According to an incident report published today, crypto gift card issuer Bitrefill was victimized by a North Korean cyberattack on March 1, 2026. Company funds were drained in the attack, and a subset of user data was exposed.

What's the Scoop?

• Hackers Attack: According to Bitrefill's incident report, a compromised employee laptop allowed hackers to exfiltrate a legacy credential, which was leveraged to access company infrastructure, including parts of Bitrefill's database and certain cryptocurrency wallets. Analysis revealed similarities between this attack and past cyberattacks by the DPRK's Lazarus and Bluenoroff groups against other companies in the crypto industries.

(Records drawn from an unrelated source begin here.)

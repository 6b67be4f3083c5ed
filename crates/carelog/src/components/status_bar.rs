use color_eyre::Result;
use ratatui::{
    layout::{Constraint, Rect},
    text::{Line, Span},
    widgets::Paragraph,
};

use crate::{
    action::Action,
    components::Component,
    state::State,
    theme::UiGroup,
    tui::Frame,
};

/// One-line footer: app identity on the left, the transient status message
/// in the middle, record totals on the right.
#[derive(Default)]
pub struct StatusBar;

impl Component for StatusBar {
    fn height_constraint(&self) -> Constraint {
        Constraint::Length(1)
    }

    fn update(&mut self, action: Action, state: &mut State) -> Result<Option<Action>> {
        if let Action::Error(message) = action {
            state.status = Some(message);
        }
        Ok(None)
    }

    fn draw(&mut self, f: &mut Frame<'_>, area: Rect, state: &State) -> Result<()> {
        let theme = &state.theme;
        let total = state.total_saved();
        let right = if total == 1 {
            "1 record".to_string()
        } else {
            format!("{total} records")
        };
        let left = format!(" carelog {}", env!("CARGO_PKG_VERSION"));
        let status = state.status.clone().unwrap_or_default();

        let pad = (area.width as usize)
            .saturating_sub(left.len() + status.len() + right.len() + 2)
            .max(1);
        let line = Line::from(vec![
            Span::styled(left, theme.style(UiGroup::Dimmed)),
            Span::raw(" "),
            Span::styled(status, theme.style(UiGroup::Value)),
            Span::raw(" ".repeat(pad)),
            Span::styled(right, theme.style(UiGroup::Dimmed)),
        ]);
        f.render_widget(Paragraph::new(line), area);
        Ok(())
    }
}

• Incident Trail: Bitrefill initially noticed suspicious purchasing patterns with certain suppliers, before finding that gift card stocks and supply lines were being exploited. At this time, Bitrefill also discovered that the attacker had drained funds from its hot wallets.
• Data Breach: While Bitrefill maintains that customer data was not the target of this breach and claims there is no evidence its entire customer database was extracted, the company acknowledges that the attacker misappropriated their access to query a select number of purchase records.
• User Fallout: According to Bitrefill, 18.5k purchase records were accessed by the attackers, which contained customer email addresses, crypto payment addresses, and metadata (including IP addresses). Approximately 1k purchase records included customers' names in encrypted formats, but were potentially exposed (impacted customers in this category were directly notified of the breach via email).